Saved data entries
• • • • •

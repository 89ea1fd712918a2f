// Copyright (c) 2026 Robert L. Snyder, Sierra Vista, AZ
// Licensed under the MIT License. See LICENSE file in the project root for details.

//! Song arrangement.
//!
//! This module provides:
//! - Parts: named runs of measures with a derived measure layout
//! - Song: the laid-out snapshot the scheduler plays through

pub mod part;
pub mod song;

pub use part::{default_song_parts, is_laid_out, layout_parts, measure_total, SongPart};
pub use song::{Song, SongLength};
// Copyright (c) 2026 Robert L. Snyder, Sierra Vista, AZ
// Licensed under the MIT License. See LICENSE file in the project root for details.

use std::env;
use std::fs::File;
use std::path::{Path, PathBuf};
use std::sync::{Arc, Mutex};
use std::time::Duration;

use anyhow::{anyhow, bail, Context, Result};
use crossterm::event::{Event, KeyEventKind};
use tokio::runtime::Runtime;
use tracing::{info, warn};
use tracing_subscriber::EnvFilter;

use metronome::arrangement::Song;
use metronome::audio::{self, AudioEngine, ChannelDispatch, SoundBank};
use metronome::config::settings::SETTINGS_FILE;
use metronome::config::{
    validate_profiles, ConfigEvent, ConfigWatcher, EngineSettings, PlaybackConfig, ProfileStore,
};
use metronome::sequencer::{Scheduler, SchedulerHandle};
use metronome::timing::{clamp_tempo, AudioClock};
use metronome::ui::{App, KeyAction, LogSink, TerminalSink, UiState};

const LOG_FILE: &str = "metronome.log";

fn print_usage() {
    println!("Metronome - song-structured click track");
    println!();
    println!("Usage: metronome [OPTIONS]");
    println!();
    println!("Options:");
    println!("  --list-devices              List available audio output devices");
    println!("  --init <FILE>               Write a profile file with the default song");
    println!("  --check <FILE>              Validate every profile in a profile file");
    println!("  --length <FILE> [PROFILE]   Print the song structure and playing time");
    println!("  --play <FILE> [PROFILE]     Play a profile with the terminal display");
    println!("  --headless <FILE> [PROFILE] Play a profile once, logging each beat");
    println!("  --help                      Show this help message");
    println!();
    println!("Engine settings are read from {} if present.", SETTINGS_FILE);
    println!("Set RUST_LOG to change log verbosity.");
}

fn init_tracing(default_level: &str, log_file: Option<&Path>) -> Result<()> {
    let filter =
        EnvFilter::try_from_default_env().unwrap_or_else(|_| EnvFilter::new(default_level));

    let result = match log_file {
        Some(path) => {
            let file = File::create(path)
                .with_context(|| format!("Failed to create log file {:?}", path))?;
            tracing_subscriber::fmt()
                .with_env_filter(filter)
                .with_writer(Mutex::new(file))
                .with_ansi(false)
                .try_init()
        }
        None => tracing_subscriber::fmt().with_env_filter(filter).try_init(),
    };
    result.map_err(|e| anyhow!("Failed to initialize logging: {}", e))
}

fn list_devices() {
    let default = audio::default_device_name();
    let devices = audio::list_devices();
    if devices.is_empty() {
        println!("No audio output devices found");
        return;
    }
    println!("Audio output devices:");
    for (i, name) in devices.iter().enumerate() {
        let marker = if default.as_deref() == Some(name.as_str()) {
            " (default)"
        } else {
            ""
        };
        println!("  {}: {}{}", i, name, marker);
    }
}

fn init_profiles(path: &Path) -> Result<()> {
    if path.exists() {
        bail!("{:?} already exists", path);
    }
    ProfileStore::with_default_profile().save(path)?;
    println!("Wrote default profile to {:?}", path);
    Ok(())
}

fn check_profiles(path: &Path) -> Result<()> {
    let store = validate_profiles(path)?;
    println!("{:?}: {} profile(s) OK", path, store.profiles.len());
    for name in store.names() {
        println!("  {}", name);
    }
    Ok(())
}

fn print_length(path: &Path, profile: Option<&str>) -> Result<()> {
    let store = ProfileStore::load(path)?;
    let name = store.resolve_name(profile)?;
    let config = store.select(Some(name))?;
    config.validate()?;

    let song = Song::new(&config.song_parts);
    println!(
        "Profile: {} ({} BPM, {})",
        name,
        config.tempo,
        config.time_signature()
    );
    for part in song.parts() {
        println!(
            "  {:<14} {:>3} measures  ({}-{})",
            part.name, part.measures, part.start_measure, part.end_measure
        );
    }
    println!("Total: {}", song.length(&config.timing()));
    Ok(())
}

/// Load a profile's sounds and open the output stream
fn open_audio(settings: &EngineSettings, config: &PlaybackConfig) -> Result<AudioEngine> {
    let mut engine = AudioEngine::new(settings.audio_config());
    let bank = SoundBank::load(settings.sample_rate, &settings.sounds_dir, config);
    engine.start(bank).context("Failed to open audio output")?;
    Ok(engine)
}

fn play_headless(path: &Path, profile: Option<&str>) -> Result<()> {
    let settings = EngineSettings::load_or_default(SETTINGS_FILE)?;
    let store = validate_profiles(path)?;
    let config = store.select(profile)?.clone();

    let runtime = Runtime::new().context("Failed to start async runtime")?;
    runtime.block_on(async {
        let engine = open_audio(&settings, &config)?;
        let scheduler = Scheduler::with_config(
            settings.scheduler_config(),
            engine.clock(),
            engine.dispatch(),
            LogSink::new(),
        );
        let (mut handle, task) = SchedulerHandle::spawn(scheduler, settings.wake_interval());

        let song = Song::new(&config.song_parts);
        info!(
            tempo = config.tempo,
            signature = %config.time_signature(),
            length = %song.length(&config.timing()),
            "playing"
        );
        handle.start(&config)?;

        tokio::select! {
            status = handle.wait_for(|s| s.completed > 0 || s.error.is_some()) => {
                if let Some(error) = status?.error {
                    bail!("Could not start: {}", error);
                }
                // Let the final clicks ring out
                tokio::time::sleep(Duration::from_millis(settings.lookahead_ms as u64 + 200)).await;
            }
            _ = tokio::signal::ctrl_c() => {
                info!("interrupted");
            }
        }

        handle.shutdown()?;
        let scheduler = task.await.context("Scheduler task failed")?;
        let log = scheduler.display();
        info!(beats = log.beats(), completed = log.completed(), "done");
        Ok(())
    })
}

/// Profile selection for the interactive player
struct Session {
    path: PathBuf,
    store: ProfileStore,
    selected: String,
    config: PlaybackConfig,
}

impl Session {
    fn new(path: &Path, profile: Option<&str>) -> Result<Self> {
        let store = validate_profiles(path)?;
        let selected = store.resolve_name(profile)?.to_string();
        let config = store.select(Some(&selected))?.clone();
        Ok(Self {
            path: path.to_path_buf(),
            store,
            selected,
            config,
        })
    }

    /// Step through profile names; returns false if there is nowhere to go
    fn cycle(&mut self, forward: bool) -> bool {
        let names = self.store.names();
        let Some(index) = names.iter().position(|n| *n == self.selected) else {
            return false;
        };
        if names.len() < 2 {
            return false;
        }
        let next = if forward {
            (index + 1) % names.len()
        } else {
            (index + names.len() - 1) % names.len()
        };
        let name = names[next].to_string();
        self.select(&name)
    }

    fn select(&mut self, name: &str) -> bool {
        match self.store.get(name) {
            Some(config) => {
                self.selected = name.to_string();
                self.config = config.clone();
                true
            }
            None => false,
        }
    }

    /// Replace the profile store, keeping the selection when it still exists
    fn reload(&mut self, store: ProfileStore) -> Result<()> {
        let keep = store.get(&self.selected).is_some();
        self.store = store;
        let name = if keep {
            self.selected.clone()
        } else {
            self.store.resolve_name(None)?.to_string()
        };
        self.select(&name);
        Ok(())
    }

    /// Push the current profile to the display and the renderer
    fn apply(&self, state: &Mutex<UiState>, sounds: &ChannelDispatch, settings: &EngineSettings) {
        sounds.set_bank(SoundBank::load(
            settings.sample_rate,
            &settings.sounds_dir,
            &self.config,
        ));
        if let Ok(mut state) = state.lock() {
            state.load_profile(&self.selected, &self.config);
        }
    }
}

fn set_status(state: &Mutex<UiState>, message: impl Into<String>) {
    if let Ok(mut state) = state.lock() {
        state.set_status(message);
    }
}

fn play_interactive(path: &Path, profile: Option<&str>) -> Result<()> {
    let settings = EngineSettings::load_or_default(SETTINGS_FILE)?;
    let mut session = Session::new(path, profile)?;

    let runtime = Runtime::new().context("Failed to start async runtime")?;
    let _guard = runtime.enter();

    let engine = open_audio(&settings, &session.config)?;
    let clock = engine.clock();
    let sounds = engine.dispatch();

    let state = Arc::new(Mutex::new(UiState::default()));
    session.apply(&state, &sounds, &settings);

    let scheduler = Scheduler::with_config(
        settings.scheduler_config(),
        clock.clone(),
        sounds.clone(),
        TerminalSink::new(Arc::clone(&state)),
    );
    let (handle, task) = SchedulerHandle::spawn(scheduler, settings.wake_interval());

    let watcher = match ConfigWatcher::new(&session.path, None) {
        Ok(watcher) => Some(watcher),
        Err(e) => {
            warn!(error = %e, "profile hot reload disabled");
            None
        }
    };
    let mut pending_reload: Option<ProfileStore> = None;
    let mut last_error: Option<String> = None;

    let mut app = App::new(Arc::clone(&state))?;
    while app.is_running() {
        if let Some(watcher) = &watcher {
            for event in watcher.recv_all() {
                match event {
                    ConfigEvent::Reloaded(store) => pending_reload = Some(*store),
                    ConfigEvent::Error(message) => set_status(&state, message),
                    ConfigEvent::Removed(path) => {
                        set_status(&state, format!("{:?} was removed", path))
                    }
                }
            }
        }

        let status = handle.status();
        // The running song keeps its settings; reloads wait until it stops
        if !status.running {
            if let Some(store) = pending_reload.take() {
                session.reload(store)?;
                session.apply(&state, &sounds, &settings);
                set_status(&state, "Profiles reloaded");
            }
        }
        if status.error != last_error {
            if let Some(error) = &status.error {
                set_status(&state, error.clone());
            }
            last_error = status.error.clone();
        }
        if let Ok(mut state) = state.lock() {
            state.transport.playing = status.running;
        }

        app.draw(clock.now())?;

        let Some(Event::Key(key)) = app.poll_event()? else {
            continue;
        };
        if key.kind != KeyEventKind::Press {
            continue;
        }
        match app.handle_key(key.code, key.modifiers) {
            KeyAction::TogglePlay => handle.toggle(&session.config)?,
            KeyAction::Stop => handle.stop()?,
            KeyAction::TempoUp => change_tempo(&mut session, &state, 1, status.running),
            KeyAction::TempoDown => change_tempo(&mut session, &state, -1, status.running),
            KeyAction::NextProfile => {
                change_profile(&mut session, &state, &sounds, &settings, true, status.running)
            }
            KeyAction::PreviousProfile => {
                change_profile(&mut session, &state, &sounds, &settings, false, status.running)
            }
            KeyAction::Quit | KeyAction::ToggleHelp | KeyAction::None => {}
        }
    }
    drop(app);

    // The task may already be gone if the runtime is shutting down
    let _ = handle.shutdown();
    runtime.block_on(task).context("Scheduler task failed")?;
    info!("bye");
    Ok(())
}

/// Tempo edits only reach the scheduler on the next start
fn change_tempo(session: &mut Session, state: &Mutex<UiState>, delta: i64, running: bool) {
    let tempo = (session.config.tempo as i64 + delta).max(0) as u32;
    session.config.tempo = clamp_tempo(tempo);
    if let Ok(mut state) = state.lock() {
        state.transport.tempo = session.config.tempo;
    }
    if running {
        set_status(state, "New tempo applies from the next start");
    }
}

fn change_profile(
    session: &mut Session,
    state: &Mutex<UiState>,
    sounds: &ChannelDispatch,
    settings: &EngineSettings,
    forward: bool,
    running: bool,
) {
    if running {
        set_status(state, "Stop before switching profiles");
    } else if session.cycle(forward) {
        session.apply(state, sounds, settings);
    }
}

fn file_arg<'a>(args: &'a [String], flag: &str) -> &'a str {
    match args.get(2) {
        Some(path) => path,
        None => {
            eprintln!("Error: {} requires a profile file", flag);
            eprintln!("Use --init <FILE> to create one");
            std::process::exit(1);
        }
    }
}

fn main() -> Result<()> {
    let args: Vec<String> = env::args().collect();

    if args.len() < 2 {
        println!("Metronome - song-structured click track");
        println!("Run with --help for usage information");
        return Ok(());
    }

    let profile = args.get(3).map(String::as_str);

    match args[1].as_str() {
        "--list-devices" => {
            init_tracing("warn", None)?;
            list_devices();
        }
        "--init" => {
            init_tracing("warn", None)?;
            init_profiles(Path::new(file_arg(&args, "--init")))?;
        }
        "--check" => {
            init_tracing("warn", None)?;
            check_profiles(Path::new(file_arg(&args, "--check")))?;
        }
        "--length" => {
            init_tracing("warn", None)?;
            print_length(Path::new(file_arg(&args, "--length")), profile)?;
        }
        "--headless" => {
            init_tracing("info", None)?;
            play_headless(Path::new(file_arg(&args, "--headless")), profile)?;
        }
        "--play" => {
            // The terminal belongs to the UI, so logs go to a file
            init_tracing("info", Some(Path::new(LOG_FILE)))?;
            play_interactive(Path::new(file_arg(&args, "--play")), profile)?;
        }
        "--help" | "-h" => {
            print_usage();
        }
        _ => {
            eprintln!("Unknown option: {}", args[1]);
            print_usage();
            std::process::exit(1);
        }
    }

    Ok(())
}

• • • • •

Look above and return each line of the records exactly, from the very first through the line with "derived measure layout", both included.

Answer to this problem>
repository 89ea1fd712918a2f
// Copyright (c) 2026 Robert L. Snyder, Sierra Vista, AZ
// Licensed under the MIT License. See LICENSE file in the project root for details.

//! Song arrangement.
//!
//! This module provides:
//! - Parts: named runs of measures with a derived measure layout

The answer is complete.